Gli aerei viaggeranno ancora a lungo con i cari vecchi carburanti. Il loro costo è, davvero, impressionante.
Gli aeromobili hanno motori potenti per affrontare lunghe attraversate tra i cieli. Il prezzo dei carburanti, negli ultimi anni, è schizzato alle stelle. Non solo i rincari hanno rappresentato un patema per automobilisti e motociclisti, ma anche per tutti coloro che hanno viaggiato in aereo. Il rialzo dei biglietti, infatti, è anche figlio dei costi dei carburanti.
I voli low cost, salvo clamorose offerte, sono diventati sempre più cari. Il motivo è semplice: fare il pieno di un aeroplano dipende da quattro diversi fattori che possono determinare la spesa finale. La cifra dipende dal modello e anche da quanto carburante ha bisogno per quella singola tratta il velivolo. Il primo aspetto è legato alle tipologie di viaggi. Le distanze e le condizioni atmosferiche incidono sul consumo.

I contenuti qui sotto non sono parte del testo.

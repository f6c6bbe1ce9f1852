//! Error type definitions.

use std::fmt;
use std::path::PathBuf;

use log::SetLoggerError;
use reqwest::Error as ReqwestError;
use thiserror::Error;

/// Error types for initialization failures.
#[derive(Error, Debug)]
#[allow(clippy::enum_variant_names)] // All variants end with "Error" by convention
pub enum InitializationError {
    /// Error initializing the logger.
    #[error("Logger initialization error: {0}")]
    LoggerError(#[from] SetLoggerError),

    /// Error initializing the HTTP client.
    #[error("HTTP client initialization error: {0}")]
    HttpClientError(#[from] ReqwestError),
}

/// Why a connection could not be used.
#[derive(Debug, Clone, Copy, PartialEq, Eq)]
pub enum ConnectionErrorKind {
    /// Nothing is listening on the target port
    Refused,
    /// The host could not be reached, resolved, or the exchange broke off
    Unreachable,
    /// No response arrived within the configured timeout
    Timeout,
}

impl fmt::Display for ConnectionErrorKind {
    fn fmt(&self, f: &mut fmt::Formatter<'_>) -> fmt::Result {
        f.write_str(match self {
            ConnectionErrorKind::Refused => "connection refused",
            ConnectionErrorKind::Unreachable => "unreachable",
            ConnectionErrorKind::Timeout => "timed out",
        })
    }
}

/// Errors that stop an audit from producing a result.
#[derive(Error, Debug)]
pub enum AuditError {
    /// The transport could not establish a connection or timed out.
    #[error("Connection to {url} failed ({kind}): {message}")]
    Connection {
        /// Target URL
        url: String,
        /// Failure category
        kind: ConnectionErrorKind,
        /// Underlying error chain
        message: String,
    },

    /// Certificate validation failed while validation was enabled.
    #[error("TLS certificate validation failed for {url}: {message}")]
    Tls {
        /// Target URL
        url: String,
        /// Underlying error chain
        message: String,
    },

    /// The request could not be built (bad URL, method or header).
    #[error("Invalid audit request: {0}")]
    InvalidRequest(String),

    /// The HTTP client could not be created.
    #[error(transparent)]
    Initialization(#[from] InitializationError),
}

impl AuditError {
    /// Returns the connection failure category, if this is a connection error.
    pub fn connection_kind(&self) -> Option<ConnectionErrorKind> {
        match self {
            AuditError::Connection { kind, .. } => Some(*kind),
            _ => None,
        }
    }
}

/// Errors loading or validating a checklist.
#[derive(Error, Debug)]
pub enum ChecklistError {
    /// The checklist file could not be read.
    #[error("Failed to read checklist {path}: {source}")]
    Io {
        /// Checklist file path
        path: PathBuf,
        /// Underlying I/O error
        source: std::io::Error,
    },

    /// The checklist file is not valid checklist JSON.
    #[error("Failed to parse checklist {path}: {source}")]
    Parse {
        /// Checklist file path
        path: PathBuf,
        /// Underlying JSON error
        source: serde_json::Error,
    },

    /// A check names something that is not a valid HTTP header name.
    #[error("Invalid header name in checklist: {0:?}")]
    InvalidHeaderName(String),

    /// The checklist contains no checks.
    #[error("Checklist is empty")]
    Empty,
}
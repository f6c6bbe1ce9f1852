//! Audit result types.

use std::collections::BTreeMap;

use serde::Serialize;

use crate::checklist::HeaderCheck;

/// The outcome of one check against one response.
#[derive(Debug, Clone, PartialEq, Eq, Serialize)]
pub struct CheckOutcome {
    pub(crate) check: HeaderCheck,
    pub(crate) present: bool,
    pub(crate) value: Option<String>,
    pub(crate) matched_substrings: Vec<String>,
    pub(crate) missing_substrings: Vec<String>,
    pub(crate) passed: bool,
}

impl CheckOutcome {
    /// The check this outcome belongs to.
    pub fn check(&self) -> &HeaderCheck {
        &self.check
    }

    /// Whether the response carried the header.
    pub fn present(&self) -> bool {
        self.present
    }

    /// The header value, when present.
    pub fn value(&self) -> Option<&str> {
        self.value.as_deref()
    }

    /// Required fragments found in the value.
    pub fn matched_substrings(&self) -> &[String] {
        &self.matched_substrings
    }

    /// Required fragments not found (all of them when the header is absent).
    pub fn missing_substrings(&self) -> &[String] {
        &self.missing_substrings
    }

    /// Present, and every required fragment found.
    pub fn passed(&self) -> bool {
        self.passed
    }
}

/// Everything observed about a single audited response.
///
/// Produced once per request by [`evaluate`](super::evaluate); there are no
/// mutators.
#[derive(Debug, Clone, PartialEq, Eq, Serialize)]
pub struct AuditResult {
    pub(crate) status_code: u16,
    pub(crate) headers: BTreeMap<String, String>,
    pub(crate) outcomes: Vec<CheckOutcome>,
}

impl AuditResult {
    /// HTTP status code of the response.
    pub fn status_code(&self) -> u16 {
        self.status_code
    }

    /// All response headers, keyed by lowercase name.
    pub fn headers(&self) -> &BTreeMap<String, String> {
        &self.headers
    }

    /// Case-insensitive header lookup.
    pub fn header(&self, name: &str) -> Option<&str> {
        self.headers
            .get(&name.to_ascii_lowercase())
            .map(String::as_str)
    }

    /// Outcomes in checklist order.
    pub fn outcomes(&self) -> &[CheckOutcome] {
        &self.outcomes
    }

    /// Number of checks that passed.
    pub fn passed_count(&self) -> usize {
        self.outcomes.iter().filter(|o| o.passed).count()
    }

    /// Number of checks that failed.
    pub fn failed_count(&self) -> usize {
        self.outcomes.len() - self.passed_count()
    }

    /// True when every check passed.
    pub fn all_passed(&self) -> bool {
        self.outcomes.iter().all(|o| o.passed)
    }
}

Proprio come gli altri mezzi, maggiore è il peso e maggiore è la velocità di consumo. Il motore a reazione, comunemente, brucia 1 kg di combustibile al secondo, mentre il consumo è di circa 1,25 litri. Non è semplice identificare la spesa per le compagnie aeree, ma una stima generale avviene ancor prima che i biglietti dello stesso vengono messi in vendita.
L’impatto che si ha sull’ambiente è notevole. Il traffico aereo incide, notevolmente, di più rispetto a quanto avviene in altri settori. I consumi medi nazionali ed europei sono più alti rispetto a quelli dei voli intercontinentali. Quali sono le fasi in cui si consuma più benzina? I piloti durante le fasi di decollo e atterraggio sollecitano i motori ed è proprio in quella fase che si brucia maggiore carburante. Il cherosene è una miscela liquida di idrocarburi, incolore, infiammabile, usato principalmente come combustibile o solvente. Ecco come funziona il cambio manuale nelle auto.
Il principio di consumo del carburante è il medesimo delle auto. Una vettura a marce alte in autostrada consuma meno rispetto a quelle imbottigliate nel traffico di città e che sono costrette ad avanzare a passo d’uomo. Conta anche l’anzianità del mezzo. Anche nei cieli un aereo di linea, come un Boeing 747 moderno, consuma meno carburante rispetto a un volo nazionale di qualche ora di un vecchio aeroplano.
Un aereo che viaggia per oltre 6.000 km da New York a Milano consuma oltre 63.000 litri di cherosene, con una media di 19 litri per miglio nautico 1,8 km. Si calcola una media di 158 litri a persona, mentre 4000 sono i kg di Co2, prodotti per ogni posto a sedere sull’aereo. Partendo dal presupposto che il cherosene costa circa 1,50 € al litro, per fare un pieno occorrono 465.000 € per un viaggio di un Airbus A380 che ha caricato 310.000 litri nei serbatoi.